---------- Supplied data
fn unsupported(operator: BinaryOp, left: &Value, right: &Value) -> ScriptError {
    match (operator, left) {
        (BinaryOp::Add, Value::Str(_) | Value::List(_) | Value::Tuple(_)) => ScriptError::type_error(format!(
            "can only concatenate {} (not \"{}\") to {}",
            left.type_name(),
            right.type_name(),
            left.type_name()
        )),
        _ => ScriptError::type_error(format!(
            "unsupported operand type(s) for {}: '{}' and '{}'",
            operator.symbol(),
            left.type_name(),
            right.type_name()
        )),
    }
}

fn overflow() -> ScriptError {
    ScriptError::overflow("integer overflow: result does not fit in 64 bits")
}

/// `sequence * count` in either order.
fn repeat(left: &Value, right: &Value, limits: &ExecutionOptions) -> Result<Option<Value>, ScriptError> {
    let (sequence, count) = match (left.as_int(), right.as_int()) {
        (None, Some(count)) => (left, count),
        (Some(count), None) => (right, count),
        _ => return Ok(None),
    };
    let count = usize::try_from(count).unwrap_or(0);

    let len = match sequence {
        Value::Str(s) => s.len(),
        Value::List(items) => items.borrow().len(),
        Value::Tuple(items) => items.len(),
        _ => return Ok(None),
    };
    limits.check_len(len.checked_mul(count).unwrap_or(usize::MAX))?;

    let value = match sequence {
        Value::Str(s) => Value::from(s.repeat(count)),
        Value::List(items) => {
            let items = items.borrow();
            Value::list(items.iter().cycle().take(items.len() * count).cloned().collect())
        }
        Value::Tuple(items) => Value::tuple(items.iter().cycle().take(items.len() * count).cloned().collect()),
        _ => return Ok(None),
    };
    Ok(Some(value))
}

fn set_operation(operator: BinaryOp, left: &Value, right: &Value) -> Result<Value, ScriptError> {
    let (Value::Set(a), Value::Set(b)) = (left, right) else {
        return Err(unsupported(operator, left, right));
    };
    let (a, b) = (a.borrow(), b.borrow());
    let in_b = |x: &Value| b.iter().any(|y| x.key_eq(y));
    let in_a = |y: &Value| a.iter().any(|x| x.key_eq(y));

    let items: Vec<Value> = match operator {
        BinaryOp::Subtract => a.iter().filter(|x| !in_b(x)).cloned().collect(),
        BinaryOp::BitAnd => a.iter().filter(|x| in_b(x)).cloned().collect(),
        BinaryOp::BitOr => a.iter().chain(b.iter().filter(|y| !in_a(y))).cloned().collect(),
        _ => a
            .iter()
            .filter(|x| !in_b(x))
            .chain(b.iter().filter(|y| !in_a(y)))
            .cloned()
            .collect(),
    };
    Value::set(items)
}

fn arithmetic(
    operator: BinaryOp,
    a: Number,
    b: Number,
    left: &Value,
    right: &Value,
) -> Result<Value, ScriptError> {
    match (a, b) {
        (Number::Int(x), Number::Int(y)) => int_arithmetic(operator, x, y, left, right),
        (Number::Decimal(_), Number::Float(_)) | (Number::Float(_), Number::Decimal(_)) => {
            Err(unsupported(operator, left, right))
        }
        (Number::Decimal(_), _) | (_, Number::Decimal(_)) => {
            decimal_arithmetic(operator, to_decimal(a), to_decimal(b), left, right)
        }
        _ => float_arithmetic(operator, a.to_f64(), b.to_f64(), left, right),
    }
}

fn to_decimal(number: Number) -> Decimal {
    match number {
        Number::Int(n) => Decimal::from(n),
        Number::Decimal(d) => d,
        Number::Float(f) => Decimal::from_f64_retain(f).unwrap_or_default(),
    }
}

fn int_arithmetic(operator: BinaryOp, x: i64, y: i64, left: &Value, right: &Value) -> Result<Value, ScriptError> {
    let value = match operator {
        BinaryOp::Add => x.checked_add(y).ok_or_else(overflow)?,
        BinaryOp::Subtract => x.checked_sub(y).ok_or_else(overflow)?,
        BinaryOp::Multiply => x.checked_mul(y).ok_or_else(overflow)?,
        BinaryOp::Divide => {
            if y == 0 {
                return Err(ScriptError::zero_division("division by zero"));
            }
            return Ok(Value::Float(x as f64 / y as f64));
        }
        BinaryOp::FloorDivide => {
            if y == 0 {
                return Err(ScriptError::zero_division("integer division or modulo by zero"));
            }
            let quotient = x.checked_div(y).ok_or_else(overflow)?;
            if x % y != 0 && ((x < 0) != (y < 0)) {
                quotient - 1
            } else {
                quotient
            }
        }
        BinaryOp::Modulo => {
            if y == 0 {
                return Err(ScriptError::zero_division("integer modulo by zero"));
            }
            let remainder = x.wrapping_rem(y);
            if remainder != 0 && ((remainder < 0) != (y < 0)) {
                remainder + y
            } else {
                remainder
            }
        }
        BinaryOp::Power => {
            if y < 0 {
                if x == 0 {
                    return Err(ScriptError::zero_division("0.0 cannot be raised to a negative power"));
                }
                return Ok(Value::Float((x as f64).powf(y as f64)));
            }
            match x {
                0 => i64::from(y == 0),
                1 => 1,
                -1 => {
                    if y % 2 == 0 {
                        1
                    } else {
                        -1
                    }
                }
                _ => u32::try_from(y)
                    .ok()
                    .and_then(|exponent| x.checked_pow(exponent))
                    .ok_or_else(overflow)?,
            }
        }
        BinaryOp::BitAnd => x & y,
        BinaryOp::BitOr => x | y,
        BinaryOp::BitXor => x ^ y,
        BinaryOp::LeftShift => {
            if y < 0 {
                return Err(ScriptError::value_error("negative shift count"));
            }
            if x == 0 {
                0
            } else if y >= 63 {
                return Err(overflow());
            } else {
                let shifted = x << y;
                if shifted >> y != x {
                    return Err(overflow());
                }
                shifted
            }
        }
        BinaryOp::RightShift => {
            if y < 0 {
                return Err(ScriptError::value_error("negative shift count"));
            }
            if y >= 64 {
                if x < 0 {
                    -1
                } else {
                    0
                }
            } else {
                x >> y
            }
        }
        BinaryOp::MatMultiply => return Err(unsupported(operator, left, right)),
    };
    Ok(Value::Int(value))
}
--------------------
◆ Exercise
List every line from the entries above in which "iter" appears.

◆ Your response
            Value::list(items.iter().cycle().take(items.len() * count).cloned().collect())
        Value::Tuple(items) => Value::tuple(items.iter().cycle().take(items.len() * count).cloned().collect()),
    let in_b = |x: &Value| b.iter().any(|y| x.key_eq(y));
    let in_a = |y: &Value| a.iter().any(|x| x.key_eq(y));
        BinaryOp::Subtract => a.iter().filter(|x| !in_b(x)).cloned().collect(),
        BinaryOp::BitAnd => a.iter().filter(|x| in_b(x)).cloned().collect(),
        BinaryOp::BitOr => a.iter().chain(b.iter().filter(|y| !in_a(y))).cloned().collect(),
            .iter()
            .chain(b.iter().filter(|y| !in_a(y)))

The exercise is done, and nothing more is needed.